When my 18th birthday came, I never had to register for the Selective Service. I had taken the Armed Forces Vocational Aptitude Battery (ASVAB) test in high school and evidently my registration information for that was simply rolled over to the Selective Service without me having to do anything.
Years later, after I had joined the Air Force and become an Enlisted Terminal Attack Controller in a Tactical Air Control Party some of this family history came back. While on leave preparing to go to Bosnia I got in a fight with my father, who basically came right out and said that I didn't have a "real job". I was crushed and left the state that afternoon and the country the next day. I didn't really speak to him for a couple years after that. I learned from neighbors just how little my parents thought of me while I was on the ground in Tuzla and later at Camp McGovern in Brcko. Our relationship has never really recovered from that.
On Veteran's Day I'm thankful for those that have come before me, and for those that are serving God and Country far from home. I also get a little remorseful for what my service has personally cost me. All in all though, I think that my experiences were worth the price.
3 comments:
Thank you for your service!
"I learned from neighbors just how little my parents thought of me while I was on the ground in Tuzla and later at Camp McGovern in Brcko."

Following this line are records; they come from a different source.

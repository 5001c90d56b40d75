//! Trellis UI - retained-mode widget tree
//!
//! This crate provides the core of a retained-mode widget toolkit:
//! - Shared-ownership widget nodes with weak parent links
//! - Two-pass layout: bottom-up requisition, top-down allocation
//! - Event broadcast with per-level coordinate translation
//! - Invalidation bubbling and a per-widget render cache
//! - Windows with title bar dragging and corner resizing
//!
//! ## Quick Start
//!
//! ```rust
//! use trellis_ui::{Context, Event, MouseButton, Spacer, ToWidget, Window};
//! use trellis_ui::{Size, Vec2};
//!
//! let ctx = Context::default();
//! let window = Window::create(&ctx);
//! window.set_title("Hello");
//! window.add(&Spacer::create(&ctx, Size::new(120.0, 80.0)).to_widget());
//!
//! // Grab the title bar and drag the window.
//! window.handle_event(&Event::PointerButtonPressed {
//!     button: MouseButton::Left,
//!     position: Vec2::new(10.0, 5.0),
//! });
//! window.handle_event(&Event::PointerMoved(Vec2::new(60.0, 45.0)));
//! assert_eq!(window.allocation().position(), Vec2::new(50.0, 40.0));
//! ```

pub mod context;
pub mod dirty;
pub mod draw_list;
pub mod error;
pub mod event;
pub mod metrics;
pub mod render;
pub mod style;
pub mod theme;
pub mod widget;
pub mod widgets;

pub use context::Context;
pub use dirty::DirtyFlags;
pub use draw_list::{Color, DrawCommand, DrawList, Drawable, QuadCommand, TextCommand};
pub use error::{ThemeError, ThemeResult};
pub use event::{Event, EventBatch, EventQueue, EventStats, MouseButton};
pub use metrics::{MetricsSnapshot, UiMetrics};
pub use render::{CullingTarget, RenderTarget};
pub use style::{BasicEngine, Engine};
pub use theme::{PropertyValue, Theme};
pub use widget::{Node, ToWidget, Widget, WidgetId, WidgetPtr};
pub use widgets::{Bin, Interaction, Panel, Spacer, Window, WindowStyle};

// Re-export core types
pub use trellis_core::geometry::{Rect, Size};
pub use trellis_core::math::Vec2;
//! Trellis Core
//!
//! Geometry, math, logging, profiling and configuration shared by the
//! Trellis widget toolkit crates.

pub mod alloc;
pub mod config;
pub mod geometry;
pub mod logging;
pub mod math;
pub mod profiling;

How did you learn this from your neighbors? I'm interested.
Another veteran (4 years Army),
Dave
My neighbors had a son that was in the Navy and his ship was in the Adriatic supporting IFOR. My step-mother consoled her because her son was "in Bosnia". The neighbor countered with something to the effect of, "Isn't Chris in Tuzla/Brcko?" The years have muddled where I was at the time. The neighbor told my aunt, who mentioned it to me.
I came from a small town of about 200. Few secrets in a place like that.